Las aportaciones de Xosé Bolado a la
cultura y la poesía asturianas son muchas y fundamentales: su Antoloxía poética del
Surdimientu, trabajo pionero
y necesario; su labor investigadora sobre la figura y la obra de Rosario de Acuña, a la que dedicó gran
parte de sus años madrileños, y su propia poesía, que ahora podremos revisitar
en Un
pájaro tan ligero (Bartleby, 2021) gracias al modélico
trabajo de edición de Esther Muntañola. Pero yo siempre lo evocaré como la
persona que a mediados de la década de 1980 transformó el Ateneo Obrero de
Gijón en un centro de pensamiento y encuentro literario. Allí fundó una
colección modélica, Deva, en la que muchos (Fernando Menéndez, Francisco
Álvarez Velasco, Jaime Priede, José Luis Piquero, Pelayo Fueyo, Aurelio
González Ovies, etcétera) tuvimos la buena fortuna de ver publicada nuestra
poesía. Diseñada con elegancia y cierto toque vanguardista por Jorge Fernández León, Deva fue crucial
para nuestra autoestima y nuestro crecimiento como poetas.

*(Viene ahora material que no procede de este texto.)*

//! Built-in reference catalog - metric carbide tooling values
//!
//! Conditions are given for `mid` mode. Conservative and aggressive modes are
//! derived by scaling cutting speed and feed.

use super::*;

/// (cutting speed factor, feed factor) per derived mode
const MODE_SCALING: [(Mode, f64, f64); 2] = [
    (Mode::Conservative, 0.85, 0.9),
    (Mode::Aggressive, 1.15, 1.1),
];

struct Row {
    operation_type: OperationType,
    operation_name: OperationName,
    vc: f64,
    f: f64,
    ap: f64,
    feed_per_tooth: Option<f64>,
    tooth_count: Option<u32>,
}

const fn row(
    operation_type: OperationType,
    operation_name: OperationName,
    vc: f64,
    f: f64,
    ap: f64,
) -> Row {
    Row {
        operation_type,
        operation_name,
        vc,
        f,
        ap,
        feed_per_tooth: None,
        tooth_count: None,
    }
}

const fn mill(operation_name: OperationName, vc: f64, ap: f64, fz: f64, z: u32) -> Row {
    Row {
        operation_type: OperationType::Milling,
        operation_name,
        vc,
        f: 0.0,
        ap,
        feed_per_tooth: Some(fz),
        tooth_count: Some(z),
    }
}

use OperationName::{Finishing, Roughing};
use OperationType::{Drilling, Threading, Turning};

const ALUMINUM: &[Row] = &[
    row(Turning, Roughing, 200.0, 0.25, 3.0),
    row(Turning, Finishing, 300.0, 0.10, 0.5),
    row(Drilling, Roughing, 100.0, 0.15, 0.0),
    row(Drilling, Finishing, 40.0, 0.30, 0.2),
    mill(Roughing, 250.0, 4.0, 0.08, 3),
    mill(Finishing, 350.0, 0.5, 0.05, 3),
    row(Threading, Roughing, 60.0, 0.0, 0.1),
];

const STEEL: &[Row] = &[
    row(Turning, Roughing, 150.0, 0.25, 2.5),
    row(Turning, Finishing, 220.0, 0.10, 0.5),
    row(Drilling, Roughing, 70.0, 0.12, 0.0),
    row(Drilling, Finishing, 10.0, 0.25, 0.15),
    mill(Roughing, 150.0, 3.0, 0.075, 4),
    mill(Finishing, 200.0, 0.5, 0.05, 4),
    row(Threading, Roughing, 50.0, 0.0, 0.1),
];

const STAINLESS: &[Row] = &[
    row(Turning, Roughing, 120.0, 0.20, 2.0),
    row(Turning, Finishing, 160.0, 0.08, 0.4),
    row(Drilling, Roughing, 50.0, 0.08, 0.0),
    row(Drilling, Finishing, 8.0, 0.20, 0.1),
    mill(Roughing, 100.0, 2.0, 0.05, 4),
    mill(Finishing, 140.0, 0.3, 0.04, 4),
    row(Threading, Roughing, 40.0, 0.0, 0.08),
];

// No reaming entry: reaming resolves through the drilling fallback.
const TITANIUM: &[Row] = &[
    row(Turning, Roughing, 50.0, 0.15, 1.5),
    row(Turning, Finishing, 70.0, 0.08, 0.3),
    row(Drilling, Roughing, 25.0, 0.06, 0.0),
    mill(Roughing, 45.0, 1.5, 0.04, 4),
    mill(Finishing, 60.0, 0.3, 0.03, 4),
    row(Threading, Roughing, 20.0, 0.0, 0.05),
];

const BRASS: &[Row] = &[
    row(Turning, Roughing, 250.0, 0.25, 3.0),
    row(Turning, Finishing, 350.0, 0.10, 0.5),
    row(Drilling, Roughing, 120.0, 0.18, 0.0),
    row(Drilling, Finishing, 50.0, 0.30, 0.2),
    mill(Roughing, 300.0, 4.0, 0.10, 3),
    mill(Finishing, 400.0, 0.5, 0.06, 3),
    row(Threading, Roughing, 80.0, 0.0, 0.12),
];

const CAST_IRON: &[Row] = &[
    row(Turning, Roughing, 120.0, 0.30, 3.0),
    row(Turning, Finishing, 180.0, 0.12, 0.5),
    row(Drilling, Roughing, 70.0, 0.20, 0.0),
    mill(Roughing, 130.0, 3.0, 0.10, 4),
    mill(Finishing, 180.0, 0.5, 0.06, 4),
    row(Threading, Roughing, 40.0, 0.0, 0.1),
];

const PLASTIC: &[Row] = &[
    row(Turning, Roughing, 300.0, 0.30, 3.0),
    row(Turning, Finishing, 400.0, 0.12, 0.5),
    row(Drilling, Roughing, 120.0, 0.20, 0.0),
    mill(Roughing, 400.0, 4.0, 0.15, 2),
    mill(Finishing, 500.0, 0.5, 0.10, 2),
    row(Threading, Roughing, 100.0, 0.0, 0.15),
];

const GROUPS: [(&str, &[Row]); 7] = [
    ("aluminum", ALUMINUM),
    ("steel", STEEL),
    ("stainless", STAINLESS),
    ("titanium", TITANIUM),
    ("brass", BRASS),
    ("cast_iron", CAST_IRON),
    ("plastic", PLASTIC),
];

/// Build the complete built-in catalog document
pub fn builtin_document() -> CatalogDocument {
    CatalogDocument {
        materials: load_material_profiles(),
        conditions: load_cutting_conditions(),
    }
}

pub fn load_material_profiles() -> Vec<MaterialProfile> {
    let mut db = Vec::new();

    // NON-FERROUS
    // ===========

    db.push(MaterialProfile {
        code: "aluminum".to_string(),
        group: "aluminum".to_string(),
        name: "Aluminum 6061-T6".to_string(),
        aliases: vec!["al6061".to_string(), "6061".to_string(), "en_aw_6061".to_string()],
        density: 2.70,
        mrr_roughing: 50.0,
        mrr_finishing: 100.0,
        cutting_speed_roughing: 200.0,
        deep_pocket_penalty: 1.8,
        thin_wall_penalty: 1.5,
        base_setup_time: 30.0,
    });

    db.push(MaterialProfile {
        code: "al7075".to_string(),
        group: "aluminum".to_string(),
        name: "Aluminum 7075-T6".to_string(),
        aliases: vec!["7075".to_string(), "en_aw_7075".to_string()],
        density: 2.81,
        mrr_roughing: 45.0,
        mrr_finishing: 90.0,
        cutting_speed_roughing: 180.0,
        deep_pocket_penalty: 1.8,
        thin_wall_penalty: 1.5,
        base_setup_time: 30.0,
    });

    db.push(MaterialProfile {
        code: "brass".to_string(),
        group: "brass".to_string(),
        name: "Free machining brass CuZn39Pb3".to_string(),
        aliases: vec!["cuzn39pb3".to_string(), "c360".to_string()],
        density: 8.47,
        mrr_roughing: 60.0,
        mrr_finishing: 120.0,
        cutting_speed_roughing: 250.0,
        deep_pocket_penalty: 1.6,
        thin_wall_penalty: 1.4,
        base_setup_time: 30.0,
    });

    // STEELS
    // ======

    db.push(MaterialProfile {
        code: "steel".to_string(),
        group: "steel".to_string(),
        name: "Structural steel S235".to_string(),
        aliases: vec!["s235".to_string(), "1018".to_string(), "mild_steel".to_string()],
        density: 7.85,
        mrr_roughing: 20.0,
        mrr_finishing: 60.0,
        cutting_speed_roughing: 150.0,
        deep_pocket_penalty: 2.0,
        thin_wall_penalty: 1.6,
        base_setup_time: 45.0,
    });

    db.push(MaterialProfile {
        code: "c45".to_string(),
        group: "steel".to_string(),
        name: "Medium carbon steel C45".to_string(),
        aliases: vec!["1045".to_string(), "ck45".to_string()],
        density: 7.85,
        mrr_roughing: 16.0,
        mrr_finishing: 50.0,
        cutting_speed_roughing: 130.0,
        deep_pocket_penalty: 2.0,
        thin_wall_penalty: 1.6,
        base_setup_time: 45.0,
    });

    db.push(MaterialProfile {
        code: "stainless".to_string(),
        group: "stainless".to_string(),
        name: "Austenitic stainless 1.4301".to_string(),
        aliases: vec!["304".to_string(), "1.4301".to_string(), "316l".to_string()],
        density: 7.90,
        mrr_roughing: 10.0,
        mrr_finishing: 40.0,
        cutting_speed_roughing: 120.0,
        deep_pocket_penalty: 2.2,
        thin_wall_penalty: 1.8,
        base_setup_time: 50.0,
    });

    db.push(MaterialProfile {
        code: "cast_iron".to_string(),
        group: "cast_iron".to_string(),
        name: "Grey cast iron EN-GJL-250".to_string(),
        aliases: vec!["gg25".to_string(), "en_gjl_250".to_string()],
        density: 7.20,
        mrr_roughing: 25.0,
        mrr_finishing: 70.0,
        cutting_speed_roughing: 120.0,
        deep_pocket_penalty: 1.9,
        thin_wall_penalty: 1.7,
        base_setup_time: 40.0,
    });

    // TITANIUM
    // ========

    db.push(MaterialProfile {
        code: "titanium".to_string(),
        group: "titanium".to_string(),
        name: "Titanium Ti-6Al-4V".to_string(),
        aliases: vec!["ti6al4v".to_string(), "grade5".to_string()],
        density: 4.43,
        mrr_roughing: 5.0,
        mrr_finishing: 25.0,
        cutting_speed_roughing: 50.0,
        deep_pocket_penalty: 2.5,
        thin_wall_penalty: 2.0,
        base_setup_time: 60.0,
    });

    // PLASTICS
    // ========

    db.push(MaterialProfile {
        code: "pom".to_string(),
        group: "plastic".to_string(),
        name: "Acetal POM-C".to_string(),
        aliases: vec!["delrin".to_string(), "acetal".to_string()],
        density: 1.41,
        mrr_roughing: 80.0,
        mrr_finishing: 150.0,
        cutting_speed_roughing: 300.0,
        deep_pocket_penalty: 1.5,
        thin_wall_penalty: 1.3,
        base_setup_time: 20.0,
    });

    db
}

pub fn load_cutting_conditions() -> Vec<ConditionEntry> {
    let mut entries = Vec::new();

    for (group, rows) in GROUPS {
        for row in rows {
            // Milling feed per revolution follows from the tooth data.
            let f = match (row.feed_per_tooth, row.tooth_count) {
                (Some(fz), Some(z)) => fz * z as f64,
                _ => row.f,
            };
            let condition = CuttingCondition {
                vc: row.vc,
                f,
                ap: row.ap,
                feed_per_tooth: row.feed_per_tooth,
                tooth_count: row.tooth_count,
            };
            entries.push(entry(group, row, Mode::Mid, condition.clone()));

            for (mode, vc_factor, f_factor) in MODE_SCALING {
                let scaled = CuttingCondition {
                    vc: condition.vc * vc_factor,
                    f: condition.f * f_factor,
                    feed_per_tooth: condition.feed_per_tooth.map(|fz| fz * f_factor),
                    ..condition.clone()
                };
                entries.push(entry(group, row, mode, scaled));
            }
        }
    }

    entries
}

fn entry(group: &str, row: &Row, mode: Mode, condition: CuttingCondition) -> ConditionEntry {
    ConditionEntry {
        key: ConditionKey {
            material_group: group.to_string(),
            operation_type: row.operation_type,
            operation_name: row.operation_name,
            mode,
        },
        condition,
    }
}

Y lo que más
recuerdo es que el proceso de edición de Diálogo en la sombra en 1997 tuvo la
fluidez de un sueño, una extraña ligereza, prueba una vez más de que Bolado
imprimía su sello particular de modestia en todo lo que hacía. Esa reserva fue,
tal vez, la que me impidió tratarlo con más asiduidad, algo que ahora me
entristece. Pero de nada sirve lamentarse. Ahora es el momento de recordarlo,
de rendirle homenaje y esperar que su ejemplo de servicio y entrega al bien
común, a su propia comunidad cultural, no caiga en saco roto.